Impressions.
There are women who have no power of attraction until you meet them in their homes, surrounded by evidences of an individuality which belies your first impression. Then for the first time you discover new traits of character, and evidences of thought that fascinate and hold you; then for the first time they surprise and delight you with their real selves.
Again, there are those who shine abroad, but darken their homes. In the chilling atmosphere surrounding them, no life can expand. These women are dwarfed souls. Affecting the semblance, they know not the real. The lifeless imitation of their surroundings betrays them, and chills the sensibilities of their guests.

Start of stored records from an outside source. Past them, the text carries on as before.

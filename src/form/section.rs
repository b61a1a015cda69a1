use std::fmt;

use crate::{
    form::{
        FormError,
        option::{FormOption, OptionKind},
    },
    storage::RecordStore,
};

/// Which records a section governs.
#[derive(Debug, Clone, PartialEq, Eq)]
pub enum SectionKind {
    /// Every record of a type, in index order.
    Typed {
        /// The record type.
        section_type: String,
    },
    /// Exactly one record, whether or not it exists.
    Named {
        /// The record name.
        name: String,
        /// The type given to the record when it is added.
        section_type: String,
    },
}

/// A tab grouping some of a section's options.
#[derive(Debug, Clone, PartialEq, Eq)]
pub struct Tab {
    /// The tab name.
    pub name: String,
    /// The tab caption.
    pub title: String,
}

/// A predicate deciding whether a typed section governs a record.
pub type Filter = Box<dyn Fn(&str) -> bool>;

/// A group of options bound to the records a section governs.
pub struct Section {
    kind: SectionKind,
    title: String,
    config: Option<String>,
    filter: Option<Filter>,
    options: Vec<FormOption>,
    tabs: Vec<Tab>,
}

impl fmt::Debug for Section {
    fn fmt(&self, f: &mut fmt::Formatter<'_>) -> fmt::Result {
        f.debug_struct("Section")
            .field("kind", &self.kind)
            .field("title", &self.title)
            .field("config", &self.config)
            .field("filtered", &self.filter.is_some())
            .field("options", &self.options)
            .field("tabs", &self.tabs)
            .finish()
    }
}

impl Section {
    /// Creates a section.
    #[must_use]
    pub fn new(kind: SectionKind, title: impl Into<String>) -> Self {
        Self {
            kind,
            title: title.into(),
            config: None,
            filter: None,
            options: Vec::new(),
            tabs: Vec::new(),
        }
    }

    /// What the section governs.
    #[must_use]
    pub const fn kind(&self) -> &SectionKind {
        &self.kind
    }

    /// The type of the governed records.
    #[must_use]
    pub fn section_type(&self) -> &str {
        match &self.kind {
            SectionKind::Typed { section_type } | SectionKind::Named { section_type, .. } => {
                section_type
            }
        }
    }

    /// The section title.
    #[must_use]
    pub fn title(&self) -> &str {
        &self.title
    }

    /// Binds the section to another configuration than the map's.
    pub fn config(&mut self, config: impl Into<String>) -> &mut Self {
        self.config = Some(config.into());
        self
    }

    /// The configuration the section reads, given the map's primary one.
    #[must_use]
    pub fn config_or<'a>(&'a self, primary: &'a str) -> &'a str {
        self.config.as_deref().unwrap_or(primary)
    }

    /// Restricts a typed section to records accepted by `filter`.
    pub fn filter(&mut self, filter: Filter) -> &mut Self {
        self.filter = Some(filter);
        self
    }

    /// The names of the governed records.
    ///
    /// Derived from the store on every call.
    #[must_use]
    pub fn cfgsections(&self, store: &dyn RecordStore, config: &str) -> Vec<String> {
        match &self.kind {
            SectionKind::Named { name, .. } => vec![name.clone()],
            SectionKind::Typed { section_type } => store
                .sections(config, Some(section_type))
                .into_iter()
                .map(|record| record.name)
                .filter(|name| self.filter.as_ref().is_none_or(|filter| filter(name)))
                .collect(),
        }
    }

    /// Adds an option.
    pub fn option(
        &mut self,
        kind: OptionKind,
        name: impl Into<String>,
        title: impl Into<String>,
    ) -> &mut FormOption {
        self.options.push(FormOption::new(kind, name, title));
        let last = self.options.len() - 1;
        &mut self.options[last]
    }

    /// Declares a tab.
    ///
    /// # Errors
    ///
    /// Returns [`FormError::DuplicateTab`] if the tab already exists.
    pub fn tab(&mut self, name: impl Into<String>, title: impl Into<String>) -> Result<(), FormError> {
        let name = name.into();
        if self.tabs.iter().any(|tab| tab.name == name) {
            return Err(FormError::DuplicateTab(name));
        }
        self.tabs.push(Tab {
            name,
            title: title.into(),
        });
        Ok(())
    }

    /// Adds an option to a declared tab.
    ///
    /// # Errors
    ///
    /// Returns [`FormError::UnknownTab`] if the tab was never declared.
    pub fn taboption(
        &mut self,
        tab: &str,
        kind: OptionKind,
        name: impl Into<String>,
        title: impl Into<String>,
    ) -> Result<&mut FormOption, FormError> {
        if !self.tabs.iter().any(|t| t.name == tab) {
            return Err(FormError::UnknownTab(tab.to_string()));
        }
        let option = self.option(kind, name, title);
        option.set_tab(tab);
        Ok(option)
    }

    /// The declared tabs.
    #[must_use]
    pub fn tabs(&self) -> &[Tab] {
        &self.tabs
    }

    /// The options, in declaration order.
    #[must_use]
    pub fn options(&self) -> &[FormOption] {
        &self.options
    }

    pub(crate) fn options_mut(&mut self) -> &mut [FormOption] {
        &mut self.options
    }

    /// Looks up an option by name.
    #[must_use]
    pub fn option_named(&self, name: &str) -> Option<&FormOption> {
        self.options.iter().find(|option| option.name() == name)
    }

    /// Looks up an option by name, mutably.
    pub fn option_named_mut(&mut self, name: &str) -> Option<&mut FormOption> {
        self.options.iter_mut().find(|option| option.name() == name)
    }
}
//! The dependency graph between a form's options.
//!
//! An edge runs from an option to every option one of its dependency groups
//! or conditional defaults refers to. Strongly connected components are
//! reported as cycles: the fixpoint over such options may not settle.

use std::fmt;

use petgraph::{
    algo::{is_cyclic_directed, tarjan_scc},
    graphmap::DiGraphMap,
};

use crate::form::{
    Map, SectionId,
    depends::{DependencyGroup, OptionPath},
};

/// An option, addressed by section and position.
type Node = (SectionId, usize);

/// Names one option of a form.
#[derive(Debug, Clone, PartialEq, Eq, PartialOrd, Ord)]
pub struct OptionRef {
    /// The owning section.
    pub section: SectionId,
    /// The option name.
    pub option: String,
}

impl fmt::Display for OptionRef {
    fn fmt(&self, f: &mut fmt::Formatter<'_>) -> fmt::Result {
        write!(f, "{}.{}", self.section, self.option)
    }
}

/// Dependency edges between the options of a [`Map`].
#[derive(Debug)]
pub struct DependencyGraph {
    graph: DiGraphMap<Node, ()>,
    names: Vec<Vec<String>>,
}

impl DependencyGraph {
    /// Builds the graph from the declared dependencies.
    ///
    /// A local path may refer to an option of any section reading the same
    /// configuration, since sections of different types can govern the same
    /// record.
    #[must_use]
    pub fn new(map: &Map) -> Self {
        let mut graph = DiGraphMap::new();
        let names: Vec<Vec<String>> = map
            .sections()
            .iter()
            .map(|section| section.options().iter().map(|o| o.name().to_string()).collect())
            .collect();

        let configs: Vec<Vec<&str>> = map
            .sections()
            .iter()
            .map(|section| {
                let config = section.config_or(map.config());
                section
                    .options()
                    .iter()
                    .map(|option| option.config_override().unwrap_or(config))
                    .collect()
            })
            .collect();

        let find = |config: &str, name: &str| -> Vec<Node> {
            names
                .iter()
                .enumerate()
                .flat_map(|(s, options)| {
                    options
                        .iter()
                        .enumerate()
                        .filter(move |(_, option)| option.as_str() == name)
                        .map(move |(o, _)| (SectionId(s), o))
                })
                .filter(|&(SectionId(s), o)| configs[s][o] == config)
                .collect()
        };

        for (s, section) in map.sections().iter().enumerate() {
            for (o, option) in section.options().iter().enumerate() {
                let node = (SectionId(s), o);
                graph.add_node(node);

                let groups = option
                    .dependencies()
                    .iter()
                    .chain(option.conditional_defaults().iter().flat_map(|(_, groups)| groups));

                for path in groups.flat_map(DependencyGroup::conditions).map(|(path, _)| path) {
                    let targets = match path {
                        OptionPath::Local(name) => find(configs[s][o], name),
                        OptionPath::Global { config, option, .. } => find(config, option),
                    };
                    for target in targets {
                        graph.add_edge(node, target, ());
                    }
                }
            }
        }

        Self { graph, names }
    }

    /// The number of dependency edges.
    #[must_use]
    pub fn edge_count(&self) -> usize {
        self.graph.edge_count()
    }

    /// Whether any options depend on each other in a loop.
    #[must_use]
    pub fn has_cycles(&self) -> bool {
        is_cyclic_directed(&self.graph)
    }

    /// Returns every dependency cycle, including options depending on
    /// themselves.
    #[must_use]
    pub fn cycles(&self) -> Vec<Vec<OptionRef>> {
        tarjan_scc(&self.graph)
            .into_iter()
            .filter(|component| {
                component.len() > 1
                    || component
                        .first()
                        .is_some_and(|&node| self.graph.contains_edge(node, node))
            })
            .map(|component| {
                let mut cycle: Vec<_> = component
                    .into_iter()
                    .map(|(section, option)| OptionRef {
                        section,
                        option: self.names[section.0][option].clone(),
                    })
                    .collect();
                cycle.sort();
                cycle
            })
            .collect()
    }
}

The wife of Donald Laure, was a woman whose surroundings seemed a part of herself—a bright, light creature, glorifying the materialities about her with a certain radiance, and none could enter her home without feeling the charm that pervaded it. With her warm heart and generous impulses she seemed born but to make beholders happy.
She was, as yet, unconscious of the powers that lay dormant in her; under her childlike exterior was a soul of which even her husband knew nothing. All her knowledge of the world was like the knowledge of a maiden, far from its busy actualities.
She mused upon its wonders as they were presented to her mind by her husband, but he would have been amazed at the panorama of her thoughts.
Greater amazement would have been his, had he known the strange truth of which she herself was entirely oblivious, that the great pulsating power of Love had not yet inspired her. To be loved, caressed, cared for, had so far made her content. But, born of the English soldier and the daughter of a savage warrior, there slumbered in her soul a possibility of passion that needed only to be roused to burst into flame.
The life of excitement that society offers, brings little contentment to a woman with Dainty’s nature. She only beats the bars raised by its cold, formal laws, and sufficient unto herself, living a life within that soothes, she becomes a fascinating siren to the energetic nineteenth century man, who comes with his beliefs in materialism, and his doubts of any goodness that he cannot prove.
Such a woman is to him a creature to be tested by his methods, and broken on the wheels of his unfeeling Juggernaut of selfishness and animalism.
Being a delightfully untutored, trusting soul, she is not looking for this monster evil—self, that he has raised up and worships. At first attracted to him by a warmth of manner which has every appearance of generosity, she at last becomes interested in him so deeply, that the winning of her perfect trust, her whole heart, is an easy pastime, undertaken at seemingly accidental moments, but in reality pursued as steps in a long and carefully laid plan.